Stroke. 2014 Feb;45(2):504-8. doi: 10.1161/STROKEAHA.113.004073. Epub 2014 Jan 7.
National guidelines recommend imaging within 25 minutes of emergency department arrival and intravenous tissue-type plasminogen activator within 60 minutes of emergency department arrival for patients with acute stroke. In 2007, we implemented a new institutional acute stroke care model to include 10 best practices and evaluated the effect of this intervention on improving door-to-computed tomography (CT) and door-to-needle (DTN) times at our hospital.

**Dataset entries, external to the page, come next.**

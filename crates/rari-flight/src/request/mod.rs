use rustc_hash::FxHashMap;
use serde_json::Value;
use std::collections::{BTreeMap, VecDeque};
use std::sync::Arc;
use tokio::sync::mpsc;
use tracing::{debug, warn};

mod emit;
mod encoder;
mod options;
mod outline;
mod render;
mod task;


pub use options::{ErrorHandler, PostponeHandler, RequestOptions};
pub use render::ComponentScope;
pub use task::{TaskStatus, ThenableState};

use crate::context::{ContextSnapshot, import_server_contexts};
use crate::destination::Destination;
use crate::error::{FlightError, Interrupt, Rejection};
use crate::model::{Model, ObjectId, ReferenceResolver, Thenable, ThenableStatus};
use crate::taint::TaintRegistry;
use crate::wire_format::{ChunkId, row, tokens};
use emit::Outbox;
use task::Task;

#[derive(Debug, Clone, Copy, PartialEq, Eq)]
pub enum RequestStatus {
    Open,
    /// A fatal error happened with no destination attached.
    Closing,
    Closed,
}

#[derive(Debug, Clone, Copy, PartialEq, Eq)]
enum Written {
    /// Inlined once. A second sighting outlines it.
    Seen,
    Outlined(ChunkId),
}

/// State of one serialization, from the root model to the closed stream.
pub struct Request {
    status: RequestStatus,
    fatal_error: Option<FlightError>,
    destination: Option<Box<dyn Destination>>,
    /// Destination that reported backpressure, kept until `resume_flowing`.
    paused: Option<Box<dyn Destination>>,
    working: bool,

    resolver: Arc<dyn ReferenceResolver>,
    taint: Arc<TaintRegistry>,
    on_error: ErrorHandler,
    on_postpone: PostponeHandler,
    debug: bool,
    identifier_prefix: String,
    identifier_count: u64,

    outbox: Outbox,
    /// Non-terminal tasks. This is also the set an abort unwinds.
    tasks: BTreeMap<ChunkId, Task>,
    ready: VecDeque<ChunkId>,
    ping_tx: mpsc::UnboundedSender<ChunkId>,
    ping_rx: mpsc::UnboundedReceiver<ChunkId>,

    written_objects: FxHashMap<ObjectId, Written>,
    written_symbols: FxHashMap<ObjectId, ChunkId>,
    written_client_references: FxHashMap<String, ChunkId>,
    written_server_references: FxHashMap<ObjectId, ChunkId>,
    written_providers: FxHashMap<String, ChunkId>,

    active_context: ContextSnapshot,
    /// Model of the row being written, allowed to inline once even though it has an id.
    model_root: Option<ObjectId>,
    in_array: bool,
    suspended_thenable_state: Option<ThenableState>,
}

impl Request {
    pub fn new(model: impl Into<Model>, options: RequestOptions) -> Self {
        let (ping_tx, ping_rx) = mpsc::unbounded_channel();
        let mut request = Self {
            status: RequestStatus::Open,
            fatal_error: None,
            destination: None,
            paused: None,
            working: false,
            resolver: options.resolver,
            taint: options.taint,
            on_error: options.on_error.unwrap_or_else(options::default_error_handler),
            on_postpone: options.on_postpone.unwrap_or_else(options::default_postpone_handler),
            debug: options.debug,
            identifier_prefix: options.identifier_prefix,
            identifier_count: 1,
            outbox: Outbox::default(),
            tasks: BTreeMap::new(),
            ready: VecDeque::new(),
            ping_tx,
            ping_rx,
            written_objects: FxHashMap::default(),
            written_symbols: FxHashMap::default(),
            written_client_references: FxHashMap::default(),
            written_server_references: FxHashMap::default(),
            written_providers: FxHashMap::default(),
            active_context: ContextSnapshot::root(),
            model_root: None,
            in_array: false,
            suspended_thenable_state: None,
        };

        request.outbox.pending_chunks += 1;
        request.active_context = import_server_contexts(&options.contexts);
        let root = request.create_task(model.into(), None);
        request.active_context = ContextSnapshot::root();
        request.ready.push_back(root);
        request
    }

    pub fn status(&self) -> RequestStatus {
        self.status
    }

    pub fn is_closed(&self) -> bool {
        self.status == RequestStatus::Closed
    }

    pub fn fatal_error(&self) -> Option<&FlightError> {
        self.fatal_error.as_ref()
    }

    /// Number of tasks that have not reached a terminal state.
    pub fn pending_tasks(&self) -> usize {
        self.tasks.len()
    }

    pub fn is_flowing(&self) -> bool {
        self.destination.is_some()
    }

    pub fn is_paused(&self) -> bool {
        self.paused.is_some()
    }

    /// Runs the root task and anything it makes ready.
    pub fn start_work(&mut self) {
        self.work_until_idle();
    }

    pub fn work_until_idle(&mut self) {
        while self.has_ready_work() {
            self.perform_work();
        }
    }

    /// True when a task is ready or a ping is waiting in the channel.
    pub fn has_ready_work(&mut self) -> bool {
        self.collect_pings();
        !self.ready.is_empty()
    }

    /// Retries every ready task once, then flushes.
    pub fn perform_work(&mut self) {
        self.collect_pings();
        let batch: Vec<ChunkId> = self.ready.drain(..).collect();
        self.working = true;
        let result = self.retry_batch(batch);
        self.working = false;
        if let Err(error) = result {
            self.log_recoverable_error(&error);
            self.handle_fatal_error(error);
        }
    }

    fn retry_batch(&mut self, batch: Vec<ChunkId>) -> Result<(), FlightError> {
        for id in batch {
            self.retry_task(id)?;
        }
        self.flush_completed_chunks()
    }

    /// Waits for a settled thenable to ping one of the tasks and queues it.
    pub async fn wait_for_ping(&mut self) {
        if let Some(id) = self.ping_rx.recv().await {
            self.ready.push_back(id);
        }
    }

    fn collect_pings(&mut self) {
        while let Ok(id) = self.ping_rx.try_recv() {
            self.ready.push_back(id);
        }
    }

    pub fn start_flowing(&mut self, destination: impl Destination + 'static) {
        self.attach(Box::new(destination));
    }

    fn attach(&mut self, mut destination: Box<dyn Destination>) {
        match self.status {
            RequestStatus::Closing => {
                self.status = RequestStatus::Closed;
                if let Some(error) = &self.fatal_error {
                    destination.close_with_error(error);
                }
                return;
            }
            RequestStatus::Closed => return,
            RequestStatus::Open => {}
        }
        if self.destination.is_some() {
            return;
        }
        self.paused = None;
        self.destination = Some(destination);
        if let Err(error) = self.flush_completed_chunks() {
            self.log_recoverable_error(&error);
            self.handle_fatal_error(error);
        }
    }

    /// Detaches the destination. Rows keep queueing until one is attached again.
    pub fn stop_flowing(&mut self) -> Option<Box<dyn Destination>> {
        self.destination.take().or_else(|| self.paused.take())
    }

    /// Reattaches a destination that reported backpressure and flushes.
    pub fn resume_flowing(&mut self) {
        if let Some(destination) = self.paused.take() {
            self.attach(destination);
        }
    }

    /// Emits an out-of-band hint row. Hints do not hold the stream open.
    pub fn emit_hint(&mut self, code: &str, model: &Value) {
        let result = self.emit_hint_chunk(code, model).and_then(|()| {
            if self.working || !self.ready.is_empty() {
                Ok(())
            } else {
                self.flush_completed_chunks()
            }
        });
        if let Err(error) = result {
            self.log_recoverable_error(&error);
            self.handle_fatal_error(error);
        }
    }

    /// Stops the request. Every pending task is answered with a reference to one
    /// shared error or postpone row.
    pub fn abort(&mut self, reason: Option<Rejection>) {
        if let Err(error) = self.try_abort(reason) {
            self.log_recoverable_error(&error);
            self.handle_fatal_error(error);
        }
    }

    fn try_abort(&mut self, reason: Option<Rejection>) -> Result<(), FlightError> {
        if !self.tasks.is_empty() {
            warn!("Aborting flight request with {} pending tasks", self.tasks.len());
            self.outbox.pending_chunks += 1;
            let error_id = self.outbox.allocate_id();
            let reason = reason.unwrap_or(Rejection::Error(FlightError::Aborted));
            self.emit_rejection(error_id, &reason)?;

            let reference = tokens::by_value(error_id);
            for (id, mut task) in std::mem::take(&mut self.tasks) {
                task.finish(TaskStatus::Aborted);
                self.outbox.errors.push_back(row::reference_row(id, &reference)?);
            }
        }
        self.flush_completed_chunks()
    }

    fn create_task(&mut self, model: Model, parent_key: Option<String>) -> ChunkId {
        let id = self.outbox.allocate_id();
        let mut task = Task::new(id, model, self.active_context.clone());
        task.parent_key = parent_key;
        self.tasks.insert(id, task);
        id
    }

    /// Pings `task` through the channel once `thenable` settles. Never retries inline.
    fn subscribe(&self, thenable: &Thenable, task: ChunkId) {
        let ping = self.ping_tx.clone();
        thenable.subscribe(move || {
            let _ = ping.send(task);
        });
    }

    fn retry_task(&mut self, id: ChunkId) -> Result<(), FlightError> {
        let Some(mut task) = self.tasks.remove(&id) else {
            return Ok(());
        };

        if let Some(thenable) = task.waiting_on.take() {
            match thenable.status() {
                ThenableStatus::Pending => {
                    task.waiting_on = Some(thenable);
                    self.tasks.insert(id, task);
                    return Ok(());
                }
                ThenableStatus::Fulfilled(value) => task.model = value,
                ThenableStatus::Rejected(reason) => {
                    task.finish(TaskStatus::Errored);
                    return self.emit_rejection(id, &reason);
                }
            }
        }

        let prev_context = std::mem::replace(&mut self.active_context, task.context.clone());
        let prev_root = self.model_root.take();
        let result = self.render_task(&mut task);
        self.active_context = prev_context;
        self.model_root = prev_root;

        match result {
            Ok(()) => {
                task.finish(TaskStatus::Completed);
                debug!("Task {:x} completed", id);
                Ok(())
            }
            Err(Interrupt::Suspend(thenable)) => {
                task.thenable_state = self.suspended_thenable_state.take().unwrap_or_default();
                debug!("Task {:x} suspended", id);
                self.subscribe(&thenable, id);
                self.tasks.insert(id, task);
                Ok(())
            }
            Err(Interrupt::Postpone(postpone)) => {
                task.finish(TaskStatus::Errored);
                self.emit_rejection(id, &Rejection::Postpone(postpone))
            }
            Err(Interrupt::Error(error)) => {
                task.finish(TaskStatus::Errored);
                self.emit_rejection(id, &Rejection::Error(error))
            }
        }
    }

    fn render_task(&mut self, task: &mut Task) -> Result<(), Interrupt> {
        let resolved = self.resolve_task_model(task)?;

        if let encoder::Resolved::Model(model) = &resolved
            && let Some(object_id) = model.identity()
        {
            self.written_objects.insert(object_id, Written::Outlined(task.id));
            self.model_root = Some(object_id);
        }

        let json = self.encode_resolved("", resolved)?;
        self.emit_model_chunk(task.id, &json)?;
        Ok(())
    }
}

impl std::fmt::Debug for Request {
    fn fmt(&self, f: &mut std::fmt::Formatter<'_>) -> std::fmt::Result {
        f.debug_struct("Request")
            .field("status", &self.status)
            .field("pending_chunks", &self.outbox.pending_chunks)
            .field("pending_tasks", &self.tasks.len())
            .finish()
    }
}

We compared patients who presented directly to our hospital with acute ischemic stroke in the preintervention (2003-2006) and postintervention (2008-2011) periods. We did not include 2007, the year that the new protocol was established. Predictors of DTN ≤60 minutes before and after the intervention were assessed using χ(2) for categorical variables, and t test and Wilcoxon signed-rank test for continuous variables.
Among 2595 patients with acute stroke, 284 (11%) received intravenous tissue-type plasminogen activator. For patients arriving within an intravenous tissue-type plasminogen activator window, door-to-CT <25 improved from 26.7% pre intervention to 52.3% post intervention (P<0.001). Similarly, the percentage of patients with DTN <60 doubled from 32.4% to 70.3% (P<0.001). Patients with DTN ≤60 did not differ significantly with respect to demographics, comorbidities, or National Institutes of Health Stroke Scale score in comparison with those treated after 60 minutes.
Door-to-CT and DTN times improved dramatically after applying 10 best practices, all of which were later incorporated into the Target Stroke Guidelines created by the American Heart Association. The only factor that significantly affected DTN60 was the intervention itself, indicating that these best practices can result in improved DTN times.
国家指南建议,对于急性脑卒中患者,在急诊科到达后 25 分钟内进行影像学检查,在急诊科到达后 60 分钟内给予静脉组织型纤溶酶原激活剂。2007 年,我们实施了一种新的院内急性脑卒中治疗模式,包含 10 项最佳实践,并评估了这种干预对改善我院患者的门到计算机断层扫描(CT)时间和门到针时间(DTN)的效果。
我们比较了干预前(2003-2006 年)和干预后(2008-2011 年)直接来我院就诊的急性缺血性脑卒中患者。我们未将 2007 年(新方案建立的那一年)纳入其中。使用卡方检验比较干预前后 DTN≤60 分钟的预测因素,使用 t 检验和 Wilcoxon 符号秩检验比较连续变量。
在 2595 例急性脑卒中患者中,284 例(11%)接受了静脉组织型纤溶酶原激活剂治疗。对于符合静脉组织型纤溶酶原激活剂治疗时间窗的患者,门到 CT<25 分钟的比例从干预前的 26.7%提高到了干预后的 52.3%(P<0.001)。同样,DTN<60 分钟的患者比例从 32.4%增加到了 70.3%(P<0.001)。与治疗时间超过 60 分钟的患者相比,DTN≤60 分钟的患者在人口统计学特征、合并症或美国国立卫生研究院卒中量表评分方面无显著差异。
应用 10 项最佳实践后,门到 CT 和 DTN 时间显著缩短,这些最佳实践后来都被纳入美国心脏协会制定的《目标脑卒中指南》中。唯一显著影响 DTN60 的因素是干预本身,这表明这些最佳实践可以缩短 DTN 时间。